- **Task description**
Copy every line that contains the string "discount" from the entries below.

Stored items
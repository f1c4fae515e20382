//! Worked end-to-end scenarios, kept here to avoid repetitive setup in
//! doctests elsewhere (`spec.md` §8).

use crate::{
    Branch, CaseKey, CompareOp, DataType, Graph, GraphMeta, LookupMode, Node, NodeKind,
    OrderedRangeTable, Refs, RoundingMode, TableRegistry, Value,
};

/// A motor-premium graph: base rate looked up by driver age (range
/// table), a vehicle-make multiplier (exact table), a young-driver
/// surcharge (IF), and a final rounding step.
///
/// ```rust
/// use ratedag::Context;
/// use ratedag::doc_examples::motor_premium_graph;
///
/// let graph = motor_premium_graph();
/// let ctx = Context::new().set("age", 22i64).set("make", "BMW");
/// let premium = ratedag::Evaluator::evaluate(&graph, "premium", &ctx).unwrap();
/// assert_eq!(premium, ratedag::Value::Decimal("1.52".parse().unwrap()));
/// ```
pub fn motor_premium_graph() -> Graph {
    let age_band = OrderedRangeTable::build(
        vec![
            (dec("18"), dec("25"), Value::Decimal(dec("1.20"))),
            (dec("26"), dec("65"), Value::Decimal(dec("1.00"))),
            (dec("66"), dec("99"), Value::Decimal(dec("1.10"))),
        ],
        None,
    );
    let make_multiplier = crate::ExactMatchTable::build(
        crate::ExactKeyType::Text,
        vec![
            (crate::ExactKey::Text("BMW".into()), Value::Decimal(dec("1.15"))),
            (crate::ExactKey::Text("TOYOTA".into()), Value::Decimal(dec("0.95"))),
        ],
        Some(Value::Decimal(dec("1.00"))),
    );
    let tables = TableRegistry::new()
        .with_range_table("age_band", age_band)
        .with_exact_table("make_multiplier", make_multiplier);

    let nodes = vec![
        Node::new(
            "age",
            NodeKind::Input {
                name: "age".into(),
                dtype: DataType::Decimal,
            },
        ),
        Node::new(
            "make",
            NodeKind::Input {
                name: "make".into(),
                dtype: DataType::Text,
            },
        ),
        Node::new(
            "age_factor",
            NodeKind::Lookup {
                table: "age_band".into(),
                key_node: "age".into(),
                mode: LookupMode::Range,
            },
        ),
        Node::new(
            "make_factor",
            NodeKind::Lookup {
                table: "make_multiplier".into(),
                key_node: "make".into(),
                mode: LookupMode::Exact,
            },
        ),
        Node::new(
            "surcharge",
            NodeKind::If {
                cond: "age".into(),
                op: CompareOp::Lt,
                threshold: dec("25"),
                then_branch: Branch::Constant(Value::Decimal(dec("1.10"))),
                else_branch: Branch::Constant(Value::Decimal(dec("1.00"))),
            },
        ),
        Node::new("premium_raw", {
            let mut inputs = Refs::new();
            inputs.push("age_factor".into());
            inputs.push("make_factor".into());
            inputs.push("surcharge".into());
            NodeKind::Multiply { inputs }
        }),
        Node::new(
            "premium",
            NodeKind::Round {
                input: "premium_raw".into(),
                decimals: 2,
                mode: RoundingMode::HalfUp,
            },
        ),
    ];

    Graph::build(nodes, GraphMeta::default(), tables).unwrap()
}

/// COALESCE falling back to a declared default when the preferred
/// input is absent from context.
///
/// ```rust
/// use ratedag::Context;
/// use ratedag::doc_examples::coalesce_fallback_graph;
///
/// let graph = coalesce_fallback_graph();
/// let value = ratedag::Evaluator::evaluate(&graph, "rate", &Context::new()).unwrap();
/// assert_eq!(value, ratedag::Value::from(9i64));
/// ```
pub fn coalesce_fallback_graph() -> Graph {
    let nodes = vec![
        Node::new(
            "negotiated_rate",
            NodeKind::Input {
                name: "negotiated_rate".into(),
                dtype: DataType::Decimal,
            },
        ),
        Node::new("standard_rate", NodeKind::Constant { value: Value::from(9i64) }),
        Node::new("rate", {
            let mut inputs = Refs::new();
            inputs.push("negotiated_rate".into());
            inputs.push("standard_rate".into());
            NodeKind::Coalesce { inputs }
        }),
    ];
    Graph::build(nodes, GraphMeta::default(), TableRegistry::new()).unwrap()
}

/// A capped MAX/MIN chain: a computed liability figure floored at a
/// statutory minimum and capped at a policy maximum.
///
/// ```rust
/// use ratedag::Context;
/// use ratedag::doc_examples::capped_liability_graph;
///
/// let graph = capped_liability_graph();
/// let ctx = Context::new().set("computed", 50000i64);
/// let value = ratedag::Evaluator::evaluate(&graph, "capped", &ctx).unwrap();
/// assert_eq!(value, ratedag::Value::from(25000i64));
/// ```
pub fn capped_liability_graph() -> Graph {
    let nodes = vec![
        Node::new(
            "computed",
            NodeKind::Input {
                name: "computed".into(),
                dtype: DataType::Decimal,
            },
        ),
        Node::new("minimum", NodeKind::Constant { value: Value::from(1000i64) }),
        Node::new("maximum", NodeKind::Constant { value: Value::from(25000i64) }),
        Node::new("floored", {
            let mut inputs = Refs::new();
            inputs.push("computed".into());
            inputs.push("minimum".into());
            NodeKind::Max { inputs }
        }),
        Node::new("capped", {
            let mut inputs = Refs::new();
            inputs.push("floored".into());
            inputs.push("maximum".into());
            NodeKind::Min { inputs }
        }),
    ];
    Graph::build(nodes, GraphMeta::default(), TableRegistry::new()).unwrap()
}

/// SWITCH over a policy-tier discriminator, falling back to a default
/// tier when the supplied tier name is unrecognized.
///
/// ```rust
/// use ratedag::Context;
/// use ratedag::doc_examples::tier_switch_graph;
///
/// let graph = tier_switch_graph();
/// let ctx = Context::new().set("tier", "GOLD");
/// let value = ratedag::Evaluator::evaluate(&graph, "discount", &ctx).unwrap();
/// assert_eq!(value, ratedag::Value::Decimal("0.15".parse().unwrap()));
/// ```
pub fn tier_switch_graph() -> Graph {
    let nodes = vec![
        Node::new(
            "tier",
            NodeKind::Input {
                name: "tier".into(),
                dtype: DataType::Text,
            },
        ),
        Node::new(
            "discount",
            NodeKind::Switch {
                var: "tier".into(),
                cases: vec![
                    (
                        CaseKey::Text("GOLD".into()),
                        Branch::Constant(Value::Decimal(dec("0.15"))),
                    ),
                    (
                        CaseKey::Text("SILVER".into()),
                        Branch::Constant(Value::Decimal(dec("0.10"))),
                    ),
                ],
                default: Some(Branch::Constant(Value::Decimal(dec("0.0")))),
            },
        ),
    ];
    Graph::build(nodes, GraphMeta::default(), TableRegistry::new()).unwrap()
}

/// A capped MIN/MAX chain like [`capped_liability_graph`], but with
/// `computed` routed through an IF guard whose condition hard-demands a
/// decimal (`spec.md` §4.1: IF's condition operand is never lifted).
/// MIN/MAX tolerate an absent operand, so a batch built directly on
/// [`capped_liability_graph`] would silently treat a missing `computed`
/// as "ignore this operand" rather than failing the row — the guard
/// makes a missing input an actual per-row error to demonstrate
/// `evaluate_batch`'s `collect_errors` modes.
pub fn batch_liability_graph() -> Graph {
    let nodes = vec![
        Node::new(
            "computed",
            NodeKind::Input {
                name: "computed".into(),
                dtype: DataType::Decimal,
            },
        ),
        Node::new("minimum", NodeKind::Constant { value: Value::from(1000i64) }),
        Node::new("maximum", NodeKind::Constant { value: Value::from(25000i64) }),
        Node::new(
            "guarded",
            NodeKind::If {
                cond: "computed".into(),
                op: CompareOp::Ge,
                threshold: dec("0"),
                then_branch: Branch::Ref("computed".into()),
                else_branch: Branch::Ref("computed".into()),
            },
        ),
        Node::new("floored", {
            let mut inputs = Refs::new();
            inputs.push("guarded".into());
            inputs.push("minimum".into());
            NodeKind::Max { inputs }
        }),
        Node::new("capped", {
            let mut inputs = Refs::new();
            inputs.push("floored".into());
            inputs.push("maximum".into());
            NodeKind::Min { inputs }
        }),
    ];
    Graph::build(nodes, GraphMeta::default(), TableRegistry::new()).unwrap()
}

/// Batch evaluation of [`batch_liability_graph`] over several rows, one
/// of which is missing its required input.
///
/// With `collect_errors = true` the bad row's error is isolated and
/// every other row still produces a value; with `collect_errors = false`
/// the same bad row aborts the whole batch.
///
/// ```rust
/// use ratedag::EvalConfig;
/// use ratedag::doc_examples::{batch_liability_contexts, batch_liability_graph};
///
/// let graph = batch_liability_graph();
/// let contexts = batch_liability_contexts();
///
/// let isolated = ratedag::evaluate_batch(
///     &graph, "capped", &contexts, true, &EvalConfig::default(),
/// ).unwrap();
/// assert_eq!(isolated.values[0], ratedag::Value::from(25000i64));
/// assert!(isolated.errors[1].is_some());
/// assert_eq!(isolated.values[2], ratedag::Value::from(1000i64));
///
/// let aborted = ratedag::evaluate_batch(
///     &graph, "capped", &contexts, false, &EvalConfig::default(),
/// );
/// assert!(aborted.is_err());
/// ```
pub fn batch_liability_contexts() -> Vec<crate::Context> {
    vec![
        crate::Context::new().set("computed", 50000i64),
        crate::Context::new(), // missing "computed" -> MissingInput at "guarded"
        crate::Context::new().set("computed", 500i64),
    ]
}

fn dec(s: &str) -> ratedag_common::Decimal {
    s.parse().unwrap()
}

- **Solution for this exercise**
/// let value = ratedag::Evaluator::evaluate(&graph, "discount", &ctx).unwrap();
            "discount",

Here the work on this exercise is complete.